Stored dataset items:
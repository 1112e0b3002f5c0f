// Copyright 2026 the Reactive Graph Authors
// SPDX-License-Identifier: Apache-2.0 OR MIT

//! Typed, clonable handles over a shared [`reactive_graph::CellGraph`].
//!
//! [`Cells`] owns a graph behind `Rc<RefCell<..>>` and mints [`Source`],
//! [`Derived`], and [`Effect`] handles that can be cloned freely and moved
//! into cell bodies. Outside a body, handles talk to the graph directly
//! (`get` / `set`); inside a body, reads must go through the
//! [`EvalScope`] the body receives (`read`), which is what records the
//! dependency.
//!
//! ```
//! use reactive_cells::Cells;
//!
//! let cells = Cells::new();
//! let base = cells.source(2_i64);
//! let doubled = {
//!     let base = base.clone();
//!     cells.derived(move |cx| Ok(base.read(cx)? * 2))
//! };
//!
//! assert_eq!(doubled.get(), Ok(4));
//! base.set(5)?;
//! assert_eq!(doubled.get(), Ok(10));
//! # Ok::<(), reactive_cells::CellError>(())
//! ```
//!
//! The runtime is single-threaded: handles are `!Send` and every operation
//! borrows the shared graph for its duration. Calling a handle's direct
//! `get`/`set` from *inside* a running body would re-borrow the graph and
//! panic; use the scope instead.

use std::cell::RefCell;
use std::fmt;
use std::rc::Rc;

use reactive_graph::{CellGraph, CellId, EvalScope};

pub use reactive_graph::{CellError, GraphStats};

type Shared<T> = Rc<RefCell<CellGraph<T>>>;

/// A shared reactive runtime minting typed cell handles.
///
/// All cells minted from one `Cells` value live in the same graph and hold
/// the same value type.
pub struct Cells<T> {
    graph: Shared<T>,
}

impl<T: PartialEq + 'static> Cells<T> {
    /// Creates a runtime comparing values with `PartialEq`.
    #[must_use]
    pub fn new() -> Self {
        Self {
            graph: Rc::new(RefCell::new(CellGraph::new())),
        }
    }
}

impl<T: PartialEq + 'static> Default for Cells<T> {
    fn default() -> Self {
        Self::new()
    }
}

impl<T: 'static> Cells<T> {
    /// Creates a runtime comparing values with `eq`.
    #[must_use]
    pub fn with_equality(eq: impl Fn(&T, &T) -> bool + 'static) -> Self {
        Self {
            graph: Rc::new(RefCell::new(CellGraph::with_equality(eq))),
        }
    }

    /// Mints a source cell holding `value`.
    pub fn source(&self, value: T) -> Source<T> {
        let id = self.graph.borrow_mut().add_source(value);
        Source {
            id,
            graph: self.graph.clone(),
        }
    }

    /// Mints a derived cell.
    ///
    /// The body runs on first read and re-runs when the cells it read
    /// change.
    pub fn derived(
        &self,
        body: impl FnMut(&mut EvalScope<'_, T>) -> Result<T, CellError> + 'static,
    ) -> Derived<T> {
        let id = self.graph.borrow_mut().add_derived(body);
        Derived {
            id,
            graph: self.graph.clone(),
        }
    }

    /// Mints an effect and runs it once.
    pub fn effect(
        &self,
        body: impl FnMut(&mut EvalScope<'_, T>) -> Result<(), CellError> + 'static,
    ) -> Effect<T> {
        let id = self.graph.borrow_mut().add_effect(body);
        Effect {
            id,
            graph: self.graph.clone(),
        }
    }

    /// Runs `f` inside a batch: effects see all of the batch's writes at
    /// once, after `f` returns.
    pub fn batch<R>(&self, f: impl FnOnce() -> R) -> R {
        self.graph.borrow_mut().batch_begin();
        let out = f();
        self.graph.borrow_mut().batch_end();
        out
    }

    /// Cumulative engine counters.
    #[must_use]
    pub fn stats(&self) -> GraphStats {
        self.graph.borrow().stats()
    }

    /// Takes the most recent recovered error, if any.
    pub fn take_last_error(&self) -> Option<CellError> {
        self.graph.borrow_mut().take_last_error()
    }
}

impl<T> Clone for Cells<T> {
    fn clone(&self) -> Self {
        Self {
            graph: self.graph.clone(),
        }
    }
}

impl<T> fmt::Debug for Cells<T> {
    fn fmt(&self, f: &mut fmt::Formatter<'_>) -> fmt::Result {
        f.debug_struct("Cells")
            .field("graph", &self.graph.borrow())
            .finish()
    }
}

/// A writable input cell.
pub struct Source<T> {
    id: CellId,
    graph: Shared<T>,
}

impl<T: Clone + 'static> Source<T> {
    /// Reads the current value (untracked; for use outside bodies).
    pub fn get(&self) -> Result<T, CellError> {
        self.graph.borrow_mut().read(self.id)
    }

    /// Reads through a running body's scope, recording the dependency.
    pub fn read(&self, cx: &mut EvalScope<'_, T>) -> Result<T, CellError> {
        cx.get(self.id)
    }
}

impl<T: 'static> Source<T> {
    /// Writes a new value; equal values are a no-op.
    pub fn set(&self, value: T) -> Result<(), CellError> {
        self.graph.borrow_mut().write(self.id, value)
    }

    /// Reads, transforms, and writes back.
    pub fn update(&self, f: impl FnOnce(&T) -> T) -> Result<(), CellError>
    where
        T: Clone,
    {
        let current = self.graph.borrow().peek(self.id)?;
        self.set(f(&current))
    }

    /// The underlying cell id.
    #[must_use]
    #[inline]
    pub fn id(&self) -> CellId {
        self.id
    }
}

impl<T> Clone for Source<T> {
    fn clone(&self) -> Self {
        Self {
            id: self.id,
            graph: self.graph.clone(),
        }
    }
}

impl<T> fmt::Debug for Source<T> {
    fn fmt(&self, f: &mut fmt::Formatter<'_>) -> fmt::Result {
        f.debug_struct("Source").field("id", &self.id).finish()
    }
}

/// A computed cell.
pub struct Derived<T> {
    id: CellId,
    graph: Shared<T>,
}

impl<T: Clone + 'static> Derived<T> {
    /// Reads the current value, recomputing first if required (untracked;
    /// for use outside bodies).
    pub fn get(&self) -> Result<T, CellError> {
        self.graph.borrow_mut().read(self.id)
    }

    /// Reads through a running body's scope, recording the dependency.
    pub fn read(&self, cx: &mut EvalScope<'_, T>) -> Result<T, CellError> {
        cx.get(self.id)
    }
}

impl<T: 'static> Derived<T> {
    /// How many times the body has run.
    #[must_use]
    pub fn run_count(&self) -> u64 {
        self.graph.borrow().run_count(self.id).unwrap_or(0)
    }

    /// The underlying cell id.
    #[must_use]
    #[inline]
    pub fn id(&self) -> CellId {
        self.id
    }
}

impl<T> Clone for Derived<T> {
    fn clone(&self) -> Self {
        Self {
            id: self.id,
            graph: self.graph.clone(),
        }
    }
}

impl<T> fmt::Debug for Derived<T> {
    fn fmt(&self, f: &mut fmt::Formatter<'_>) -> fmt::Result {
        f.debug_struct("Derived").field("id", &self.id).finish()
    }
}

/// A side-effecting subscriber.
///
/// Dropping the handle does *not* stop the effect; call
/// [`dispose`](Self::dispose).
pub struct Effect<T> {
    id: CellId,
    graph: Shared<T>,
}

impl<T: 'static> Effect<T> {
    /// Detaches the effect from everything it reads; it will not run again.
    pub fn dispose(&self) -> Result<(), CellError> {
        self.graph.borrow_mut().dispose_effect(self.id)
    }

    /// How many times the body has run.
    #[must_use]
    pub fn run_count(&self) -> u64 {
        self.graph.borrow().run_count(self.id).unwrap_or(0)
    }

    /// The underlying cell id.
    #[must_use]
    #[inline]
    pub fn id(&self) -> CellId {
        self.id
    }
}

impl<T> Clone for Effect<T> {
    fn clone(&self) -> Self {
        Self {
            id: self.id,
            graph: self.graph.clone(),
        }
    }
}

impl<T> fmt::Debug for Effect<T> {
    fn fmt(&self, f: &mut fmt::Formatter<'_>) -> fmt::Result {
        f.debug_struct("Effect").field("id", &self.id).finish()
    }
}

---

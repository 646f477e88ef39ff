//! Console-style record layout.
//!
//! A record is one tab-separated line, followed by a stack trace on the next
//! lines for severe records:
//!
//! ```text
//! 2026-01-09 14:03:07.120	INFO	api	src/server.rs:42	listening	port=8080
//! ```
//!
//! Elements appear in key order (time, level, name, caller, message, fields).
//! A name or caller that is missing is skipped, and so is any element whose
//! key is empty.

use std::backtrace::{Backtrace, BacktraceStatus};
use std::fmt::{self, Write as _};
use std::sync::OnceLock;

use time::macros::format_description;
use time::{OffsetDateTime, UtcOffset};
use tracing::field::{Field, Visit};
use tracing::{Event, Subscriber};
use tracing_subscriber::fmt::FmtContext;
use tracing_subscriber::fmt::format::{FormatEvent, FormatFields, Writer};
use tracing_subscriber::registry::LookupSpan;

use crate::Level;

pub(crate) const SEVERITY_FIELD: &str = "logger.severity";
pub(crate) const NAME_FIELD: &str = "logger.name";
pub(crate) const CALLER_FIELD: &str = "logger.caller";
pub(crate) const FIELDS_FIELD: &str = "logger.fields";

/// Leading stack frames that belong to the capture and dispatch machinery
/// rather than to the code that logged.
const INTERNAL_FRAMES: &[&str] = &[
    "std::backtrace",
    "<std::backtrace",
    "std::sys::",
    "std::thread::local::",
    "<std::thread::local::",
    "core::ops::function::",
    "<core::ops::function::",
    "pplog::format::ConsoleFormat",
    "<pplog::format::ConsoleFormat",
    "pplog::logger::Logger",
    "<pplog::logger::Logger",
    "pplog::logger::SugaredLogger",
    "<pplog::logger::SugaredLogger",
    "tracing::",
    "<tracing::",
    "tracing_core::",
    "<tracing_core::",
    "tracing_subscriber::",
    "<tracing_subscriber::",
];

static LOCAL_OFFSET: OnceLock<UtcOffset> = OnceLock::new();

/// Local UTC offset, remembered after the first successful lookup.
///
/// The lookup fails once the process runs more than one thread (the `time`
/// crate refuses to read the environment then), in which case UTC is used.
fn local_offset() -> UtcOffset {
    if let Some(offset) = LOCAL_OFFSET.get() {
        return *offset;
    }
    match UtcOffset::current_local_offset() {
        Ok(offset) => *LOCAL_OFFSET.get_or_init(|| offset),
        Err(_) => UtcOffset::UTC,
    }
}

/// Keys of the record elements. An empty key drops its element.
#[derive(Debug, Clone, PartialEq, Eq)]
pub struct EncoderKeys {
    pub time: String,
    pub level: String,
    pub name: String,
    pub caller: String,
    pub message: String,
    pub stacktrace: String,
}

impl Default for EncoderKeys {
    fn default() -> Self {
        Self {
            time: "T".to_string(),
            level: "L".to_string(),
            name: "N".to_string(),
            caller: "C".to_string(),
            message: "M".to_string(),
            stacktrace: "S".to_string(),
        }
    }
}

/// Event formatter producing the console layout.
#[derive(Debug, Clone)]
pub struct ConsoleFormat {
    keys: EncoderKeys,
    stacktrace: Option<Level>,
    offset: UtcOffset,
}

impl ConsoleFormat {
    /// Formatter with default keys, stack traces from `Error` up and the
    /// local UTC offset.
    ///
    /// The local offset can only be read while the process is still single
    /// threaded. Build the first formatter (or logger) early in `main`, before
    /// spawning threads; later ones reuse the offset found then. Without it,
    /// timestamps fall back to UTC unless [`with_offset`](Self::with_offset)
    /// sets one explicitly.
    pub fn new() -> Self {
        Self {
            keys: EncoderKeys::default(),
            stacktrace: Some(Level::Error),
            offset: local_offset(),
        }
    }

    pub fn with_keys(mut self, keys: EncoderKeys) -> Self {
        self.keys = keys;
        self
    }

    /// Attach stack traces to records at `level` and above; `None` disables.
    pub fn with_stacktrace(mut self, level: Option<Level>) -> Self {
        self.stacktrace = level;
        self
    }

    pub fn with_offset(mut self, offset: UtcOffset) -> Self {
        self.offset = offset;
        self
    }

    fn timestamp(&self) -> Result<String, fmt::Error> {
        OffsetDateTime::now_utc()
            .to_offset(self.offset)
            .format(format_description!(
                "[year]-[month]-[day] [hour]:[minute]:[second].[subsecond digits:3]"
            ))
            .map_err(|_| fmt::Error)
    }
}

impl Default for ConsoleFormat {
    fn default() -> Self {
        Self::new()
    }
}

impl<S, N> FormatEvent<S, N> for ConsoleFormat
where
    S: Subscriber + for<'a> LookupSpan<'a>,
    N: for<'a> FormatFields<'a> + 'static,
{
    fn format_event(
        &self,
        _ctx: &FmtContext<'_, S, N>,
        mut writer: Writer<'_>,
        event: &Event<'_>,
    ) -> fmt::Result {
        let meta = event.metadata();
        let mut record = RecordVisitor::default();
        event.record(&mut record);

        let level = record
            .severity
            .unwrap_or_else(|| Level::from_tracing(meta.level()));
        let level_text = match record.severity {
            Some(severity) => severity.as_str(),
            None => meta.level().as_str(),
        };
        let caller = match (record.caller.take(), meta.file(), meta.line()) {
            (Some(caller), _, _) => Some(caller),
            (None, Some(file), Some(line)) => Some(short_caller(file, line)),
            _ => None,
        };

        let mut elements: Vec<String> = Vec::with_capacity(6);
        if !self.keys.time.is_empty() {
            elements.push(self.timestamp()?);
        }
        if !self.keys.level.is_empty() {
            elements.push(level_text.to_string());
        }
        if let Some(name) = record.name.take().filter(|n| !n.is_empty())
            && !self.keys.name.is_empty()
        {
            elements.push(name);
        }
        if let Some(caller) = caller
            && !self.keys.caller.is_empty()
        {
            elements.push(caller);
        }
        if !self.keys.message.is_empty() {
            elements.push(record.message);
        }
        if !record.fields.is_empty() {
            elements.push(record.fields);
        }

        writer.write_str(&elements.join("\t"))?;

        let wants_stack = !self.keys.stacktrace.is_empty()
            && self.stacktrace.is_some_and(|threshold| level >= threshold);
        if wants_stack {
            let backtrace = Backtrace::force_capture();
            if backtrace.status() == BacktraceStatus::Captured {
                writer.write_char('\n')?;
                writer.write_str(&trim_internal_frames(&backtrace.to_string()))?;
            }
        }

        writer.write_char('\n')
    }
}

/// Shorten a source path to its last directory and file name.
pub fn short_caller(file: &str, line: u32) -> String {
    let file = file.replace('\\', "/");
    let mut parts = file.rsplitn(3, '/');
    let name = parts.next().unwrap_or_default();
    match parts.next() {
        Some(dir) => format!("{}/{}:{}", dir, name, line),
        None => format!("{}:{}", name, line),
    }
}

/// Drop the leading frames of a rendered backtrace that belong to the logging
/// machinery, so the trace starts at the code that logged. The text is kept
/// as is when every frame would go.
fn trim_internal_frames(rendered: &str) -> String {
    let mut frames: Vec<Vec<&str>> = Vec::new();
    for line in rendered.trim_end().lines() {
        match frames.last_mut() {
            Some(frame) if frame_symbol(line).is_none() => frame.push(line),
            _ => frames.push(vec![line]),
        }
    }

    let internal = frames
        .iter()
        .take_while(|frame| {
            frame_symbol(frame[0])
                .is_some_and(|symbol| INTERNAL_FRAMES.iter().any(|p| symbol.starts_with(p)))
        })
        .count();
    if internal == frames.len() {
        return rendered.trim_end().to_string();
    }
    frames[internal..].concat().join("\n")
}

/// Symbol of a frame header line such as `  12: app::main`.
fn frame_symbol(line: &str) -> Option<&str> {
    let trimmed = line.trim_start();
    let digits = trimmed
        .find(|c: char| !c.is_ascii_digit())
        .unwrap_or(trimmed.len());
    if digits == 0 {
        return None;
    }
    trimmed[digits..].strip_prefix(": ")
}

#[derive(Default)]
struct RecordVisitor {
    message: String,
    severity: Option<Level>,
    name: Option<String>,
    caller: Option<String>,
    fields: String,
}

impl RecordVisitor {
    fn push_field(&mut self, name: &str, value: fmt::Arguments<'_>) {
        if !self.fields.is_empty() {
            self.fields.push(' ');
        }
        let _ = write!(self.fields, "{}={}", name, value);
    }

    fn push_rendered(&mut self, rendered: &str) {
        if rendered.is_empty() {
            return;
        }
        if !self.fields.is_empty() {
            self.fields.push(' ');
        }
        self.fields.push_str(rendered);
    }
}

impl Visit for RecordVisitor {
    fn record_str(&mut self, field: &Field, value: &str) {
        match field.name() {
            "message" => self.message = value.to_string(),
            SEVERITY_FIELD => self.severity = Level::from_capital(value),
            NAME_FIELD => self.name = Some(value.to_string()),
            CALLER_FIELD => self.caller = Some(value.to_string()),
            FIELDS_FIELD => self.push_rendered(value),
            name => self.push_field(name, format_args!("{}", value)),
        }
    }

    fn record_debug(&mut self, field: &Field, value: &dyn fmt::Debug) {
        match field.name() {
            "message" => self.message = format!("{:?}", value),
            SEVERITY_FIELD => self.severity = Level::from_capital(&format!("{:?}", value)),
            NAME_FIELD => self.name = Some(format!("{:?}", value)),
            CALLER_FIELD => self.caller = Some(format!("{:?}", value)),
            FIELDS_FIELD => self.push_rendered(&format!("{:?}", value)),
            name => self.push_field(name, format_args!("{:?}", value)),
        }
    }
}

WHAT THIS TASK INVOLVES:
Whenever the word "match" shows up in a line above, copy that line.

EXERCISE ANSWER:
    match UtcOffset::current_local_offset() {
        let level_text = match record.severity {
        let caller = match (record.caller.take(), meta.file(), meta.line()) {
    match parts.next() {
        match frames.last_mut() {
        match field.name() {
        match field.name() {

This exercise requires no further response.